Fuller is the prophet of abundance, and any attempt to evaluate critically his strengths and weaknesses must begin by acknowledging his tireless and finally rewarding insistence that we open our eyes to the riches our technology has brought us and rid ourselves of the mental habits appropriate to scarcity. As we continue to think that the way to make a building strong is to pile up weight, so we continue to think that men must “earn the right to live” by spending their days at a “job,” even if what they do is useless or counterproductive. (Featherbedding union members pretending to be railway brakemen are “earning” their livings, Kenner adds by way of illustration.) Since there is plenty to go around, let us instead give everyone a “research fellowship” and send him off to think or even fish.

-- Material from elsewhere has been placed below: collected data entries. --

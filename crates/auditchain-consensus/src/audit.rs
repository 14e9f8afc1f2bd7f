// Consensus-critical. Changes require a protocol review + tests.
//! Proof-of-audit chain validation.
//!
//! An audit block attests to a run of previously accepted proof-of-stake and
//! proof-of-work blocks. Its `audited` list must pick up exactly where the
//! preceding audit block stopped, name that block in `prev_poa`, never
//! reference an audit block, never repeat the preceding block's entries and
//! respect the minimum spacing between audit blocks.
//!
//! Validation resolves the preceding audit block once ([`AuditState`]) and
//! then runs independent checks in a fixed order; the first failure wins.
//! Every chain read goes through the injected [`ChainView`].

use std::collections::HashSet;

use auditchain_core::{
    audited_merkle_root, block_hash, mined_hash, Block, BlockHash, Hash32, PoSBlockSummary,
};
use tracing::{debug, warn};

use crate::chain::{BlockIndexEntry, ChainView};
use crate::classify::is_poa_by_version;
use crate::error::{AuditError, ConsensusError};
use crate::params::{ConsensusParams, Network};
use crate::pow::check_proof_of_work;

/// The audit block preceding a candidate, with its body.
#[derive(Clone, Debug)]
pub struct PriorAudit {
    /// Index entry of the preceding audit block.
    pub entry: BlockIndexEntry,
    /// Its body, read through the chain view.
    pub block: Block,
}

impl PriorAudit {
    /// Height of the last block the preceding audit covered.
    pub fn last_audited_height(&self) -> Result<u32, AuditError> {
        self.block
            .audited
            .last()
            .map(|summary| summary.height)
            .ok_or(AuditError::MalformedAuditBlock(
                "preceding audit block audits nothing",
            ))
    }
}

/// Position of a candidate in the audit chain.
#[derive(Clone, Debug)]
pub enum AuditState {
    /// No audit block between `start_poa_height` and the candidate.
    NoPriorAudit,
    /// The nearest preceding audit block.
    HasPriorAudit(Box<PriorAudit>),
}

impl AuditState {
    /// Preceding audit block, if any.
    pub fn prior(&self) -> Option<&PriorAudit> {
        match self {
            Self::NoPriorAudit => None,
            Self::HasPriorAudit(prior) => Some(prior.as_ref()),
        }
    }
}

/// Summary of an accepted audit block, for callers' logs.
#[derive(Clone, Debug, PartialEq, Eq)]
pub struct AuditReport {
    /// Height the block was validated at.
    pub height: u32,
    /// Hash of the preceding audit block, `None` for the first one.
    pub prior: Option<BlockHash>,
    /// Height of the first audited entry.
    pub first_audited: u32,
    /// Height of the last audited entry.
    pub last_audited: u32,
    /// Number of audited entries.
    pub entries: usize,
}

/// Validates proof-of-audit blocks against one chain snapshot.
///
/// Holds no state besides its borrows; build one per validation call (or per
/// batch under the same read lock).
pub struct AuditChainValidator<'a, C: ChainView + ?Sized> {
    chain: &'a C,
    params: &'a ConsensusParams,
}

impl<'a, C: ChainView + ?Sized> AuditChainValidator<'a, C> {
    /// Create a validator over `chain`.
    pub fn new(chain: &'a C, params: &'a ConsensusParams) -> Self {
        Self { chain, params }
    }

    /// Validate `block` as an audit block at `insertion` height.
    ///
    /// `insertion` is `None` to append to the active tip. A block already on
    /// the active chain is re-validated at its recorded height.
    pub fn validate(
        &self,
        block: &Block,
        insertion: Option<u32>,
    ) -> Result<AuditReport, ConsensusError> {
        let result = self.validate_inner(block, insertion);
        if let Err(err) = &result {
            warn!(
                time = block.header.time,
                entries = block.audited.len(),
                error = %err,
                "audit block rejected"
            );
        }
        result
    }

    fn validate_inner(
        &self,
        block: &Block,
        insertion: Option<u32>,
    ) -> Result<AuditReport, ConsensusError> {
        if !is_poa_by_version(&block.header) {
            return Err(AuditError::MalformedAuditBlock("not an audit block").into());
        }
        block.validate_sanity()?;

        let height = self.insertion_height(block, insertion)?;
        let parent_height = height - 1;

        self.check_audit_size(block)?;
        self.check_audit_merkle(block)?;
        self.check_no_poa_in_audit(block)?;

        let state = self.resolve(parent_height)?;
        self.check_prev_poa_link(block, &state)?;
        self.check_no_overlap(block, &state)?;
        self.check_spacing(block, &state, parent_height)?;
        self.check_audit_coverage(block, &state, parent_height)?;
        self.check_poa_work(block, parent_height)?;

        let (first_audited, last_audited) = match (block.audited.first(), block.audited.last()) {
            (Some(first), Some(last)) => (first.height, last.height),
            _ => return Err(AuditError::MalformedAuditBlock("audit block audits nothing").into()),
        };
        Ok(AuditReport {
            height,
            prior: state.prior().map(|prior| prior.entry.hash),
            first_audited,
            last_audited,
            entries: block.audited.len(),
        })
    }

    /// Resolve the height a candidate is validated at.
    pub fn insertion_height(
        &self,
        block: &Block,
        insertion: Option<u32>,
    ) -> Result<u32, ConsensusError> {
        let Some(tip) = self.chain.tip_height() else {
            return Err(AuditError::MalformedAuditBlock("audit block on an empty chain").into());
        };
        let height = match insertion {
            Some(height) => height,
            None => {
                let hash = block_hash(&block.header)?;
                match self.chain.entry_by_hash(&hash) {
                    Some(entry) if self.chain.is_active(&entry) => entry.height,
                    _ => tip.saturating_add(1),
                }
            }
        };
        if height == 0 {
            return Err(AuditError::MalformedAuditBlock("audit block at genesis height").into());
        }
        if height > tip.saturating_add(1) {
            return Err(AuditError::MalformedAuditBlock("insertion height beyond tip").into());
        }
        Ok(height)
    }

    /// Find the nearest audit block at or below `parent_height`.
    ///
    /// Scans downward while `height > start_poa_height`.
    pub fn resolve(&self, parent_height: u32) -> Result<AuditState, ConsensusError> {
        let mut height = parent_height;
        while height > self.params.start_poa_height {
            let entry = self.chain.require_at(height)?;
            if is_poa_by_version(&entry.header) {
                let block = self.chain.read_block(&entry)?;
                debug!(
                    prior_height = entry.height,
                    prior = %entry.hash,
                    "resolved preceding audit block"
                );
                return Ok(AuditState::HasPriorAudit(Box::new(PriorAudit { entry, block })));
            }
            height -= 1;
        }
        debug!(parent_height, "no preceding audit block");
        Ok(AuditState::NoPriorAudit)
    }

    /// At least `min_num_pos_blocks_audited` entries.
    pub fn check_audit_size(&self, block: &Block) -> Result<(), AuditError> {
        let min = self.params.min_num_pos_blocks_audited as usize;
        if block.audited.len() < min {
            return Err(AuditError::InsufficientAuditSize {
                len: block.audited.len(),
                min,
            });
        }
        Ok(())
    }

    /// Header commits to the audited list through an unmutated Merkle tree.
    pub fn check_audit_merkle(&self, block: &Block) -> Result<(), ConsensusError> {
        let header = block
            .header
            .pos_audited_merkle_root()
            .ok_or(AuditError::MalformedAuditBlock("not an audit block"))?;
        let computed = audited_merkle_root(&block.audited)?;
        if computed.mutated || computed.root != header {
            return Err(AuditError::AuditMerkleMismatch {
                computed: computed.root,
                header,
            }
            .into());
        }
        Ok(())
    }

    /// No entry points at an audit block, by hash or by active-chain height.
    ///
    /// Every entry hash must be in the block index; an unknown hash cannot be
    /// shown to name a regular block.
    pub fn check_no_poa_in_audit(&self, block: &Block) -> Result<(), AuditError> {
        for summary in &block.audited {
            let Some(by_hash) = self.chain.entry_by_hash(&summary.hash) else {
                return Err(AuditError::AuditCoverageMismatch {
                    height: summary.height,
                    reason: "audited hash not in the block index",
                });
            };
            let at_height = self.chain.entry_at(summary.height);
            let hits_audit = std::iter::once(&by_hash)
                .chain(at_height.as_ref())
                .any(|entry| is_poa_by_version(&entry.header));
            if hits_audit {
                return Err(AuditError::AuditReferencesAuditBlock {
                    height: summary.height,
                    hash: summary.hash,
                });
            }
        }
        Ok(())
    }

    /// `prev_poa` names the preceding audit block, or is null for the first.
    pub fn check_prev_poa_link(&self, block: &Block, state: &AuditState) -> Result<(), AuditError> {
        let found = block
            .header
            .prev_poa()
            .ok_or(AuditError::MalformedAuditBlock("not an audit block"))?;
        let expected = state
            .prior()
            .map_or_else(Hash32::zero, |prior| prior.entry.hash);
        if found != expected {
            return Err(AuditError::BrokenAuditChain { expected, found });
        }
        Ok(())
    }

    /// No entry repeats one of the immediately preceding audit block's.
    ///
    /// Older audit blocks are not consulted; the coverage walk keeps honest
    /// candidates clear of them.
    pub fn check_no_overlap(&self, block: &Block, state: &AuditState) -> Result<(), AuditError> {
        let Some(prior) = state.prior() else {
            return Ok(());
        };
        let seen: HashSet<&PoSBlockSummary> = prior.block.audited.iter().collect();
        if let Some(dup) = block.audited.iter().find(|summary| seen.contains(summary)) {
            return Err(AuditError::DuplicateAudit {
                height: dup.height,
                prior: prior.entry.hash,
            });
        }
        Ok(())
    }

    /// At least `poa_block_time` seconds after the preceding audit block.
    pub fn check_spacing(
        &self,
        block: &Block,
        state: &AuditState,
        parent_height: u32,
    ) -> Result<(), AuditError> {
        if parent_height < self.params.poa_time_bypass_height {
            return Ok(());
        }
        let Some(prior) = state.prior() else {
            return Ok(());
        };

        let elapsed = i64::from(block.header.time) - i64::from(prior.entry.time());
        debug!(
            elapsed,
            required = self.params.poa_block_time,
            "audit spacing"
        );
        if elapsed <= 0 || elapsed < i64::from(self.params.poa_block_time) {
            return Err(AuditError::AuditTooSoon {
                elapsed,
                required: self.params.poa_block_time,
            });
        }
        Ok(())
    }

    /// The audited list equals the chain window it must cover.
    pub fn check_audit_coverage(
        &self,
        block: &Block,
        state: &AuditState,
        parent_height: u32,
    ) -> Result<(), ConsensusError> {
        match state.prior() {
            None => self.first_audit_coverage(block, parent_height),
            Some(prior) => self.continued_coverage(block, prior, parent_height),
        }
    }

    // Entry i must be the block at last_pow_height + 1 + i.
    fn first_audit_coverage(&self, block: &Block, parent_height: u32) -> Result<(), ConsensusError> {
        let mut height = self.params.last_pow_height;
        for summary in &block.audited {
            height = height.checked_add(1).ok_or(AuditError::AuditCoverageMismatch {
                height,
                reason: "audit window overflows height",
            })?;
            if height > parent_height {
                return Err(AuditError::AuditCoverageMismatch {
                    height,
                    reason: "audited entry beyond the parent block",
                }
                .into());
            }
            let entry = self.chain.require_at(height)?;
            if !summary_matches(summary, &entry) {
                return Err(AuditError::AuditCoverageMismatch {
                    height,
                    reason: "audited entry differs from the chain",
                }
                .into());
            }
        }
        Ok(())
    }

    // Walk forward from the last audited height, consuming one entry per
    // eligible block. Stops when the entries run out, the period is full or
    // the parent is reached. A short contiguous list is a valid prefix; the
    // size rule bounds how short.
    fn continued_coverage(
        &self,
        block: &Block,
        prior: &PriorAudit,
        parent_height: u32,
    ) -> Result<(), ConsensusError> {
        let period = self.params.poa_block_period as usize;
        let mut entries = block.audited.iter();
        let mut consumed = 0usize;
        let mut height = prior.last_audited_height()?.saturating_add(1);

        while height <= parent_height
            && consumed < period
            && !entries.as_slice().is_empty()
        {
            let entry = self.chain.require_at(height)?;
            if height > self.params.last_pow_height && !is_poa_by_version(&entry.header) {
                let Some(summary) = entries.next() else {
                    break;
                };
                if !summary_matches(summary, &entry) {
                    return Err(AuditError::AuditCoverageMismatch {
                        height,
                        reason: "audited entry differs from the chain",
                    }
                    .into());
                }
                consumed += 1;
            }
            match height.checked_add(1) {
                Some(next) => height = next,
                None => break,
            }
        }

        if let Some(extra) = entries.next() {
            return Err(AuditError::AuditCoverageMismatch {
                height: extra.height,
                reason: "audited entries left unconsumed",
            }
            .into());
        }
        Ok(())
    }

    /// Mined hash meets the header target unless a bypass applies.
    pub fn check_poa_work(&self, block: &Block, parent_height: u32) -> Result<(), ConsensusError> {
        if self.params.skip_pow_check
            || self.params.network == Network::Test
            || parent_height < self.params.poa_work_bypass_height
        {
            return Ok(());
        }
        let hash = mined_hash(&block.header)?;
        check_proof_of_work(&hash, block.header.bits, self.params)
            .map_err(AuditError::PoAWorkInsufficient)?;
        Ok(())
    }
}

/// Validate `block` as a proof-of-audit block. See [`AuditChainValidator`].
pub fn validate_audit_block<C: ChainView + ?Sized>(
    chain: &C,
    block: &Block,
    insertion: Option<u32>,
    params: &ConsensusParams,
) -> Result<AuditReport, ConsensusError> {
    AuditChainValidator::new(chain, params).validate(block, insertion)
}

fn summary_matches(summary: &PoSBlockSummary, entry: &BlockIndexEntry) -> bool {
    summary.hash == entry.hash && summary.height == entry.height && summary.time == entry.time()
}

One in 100,000 will come up with a discovery sufficiently useful to pay for the rest. It worked well once before, Fuller points out, when we called it “the G.I. Bill.”

Such proposals raise many obvious questions which Fuller has no interest in thinking through. Still, the sheer fact of abundance is one we have not sufficiently taken account of. Fuller, partnered by Kenner, spurs the imagination to analyze the myriad effects of riches on our society, and frees it to speculate on the rational uses of wealth. His passion and faith are, literally, inspiring, as is also his confession of faith in the sublime reason of Scenario Universe. Space, energy, pattern, process are the concepts that he loves to work with, and when he compounds them, even in his difficult verbiage, they go off with the beautiful suddenness of a sky-rocket, lighting up the whole scene. We don't experience the physical universe in the same way after hearing Buckminster Fuller talk about the speed of light, or what happens when a stone is dropped into the water, or why there is no such thing as a “sunset.” Though many of the facts he offers have been theoretically familiar since grade school, he brings them together with his own enthusiasm to make a critical mass, and the landscape is never the same again.

The same is true of many of his social observations, even when they are not new, even when they are oversimplified. While he is frequently and unconsciously the inadequately dressed emperor, he is also at times the clear-eyed child. Much that he has “discovered” (apart, of course, from his inventions) was well known before him, but he is authentically that favorite American character, the unconventional boy kicked out of college who has lived to amaze all the Learn'd Astronomers with his wondrous inventions.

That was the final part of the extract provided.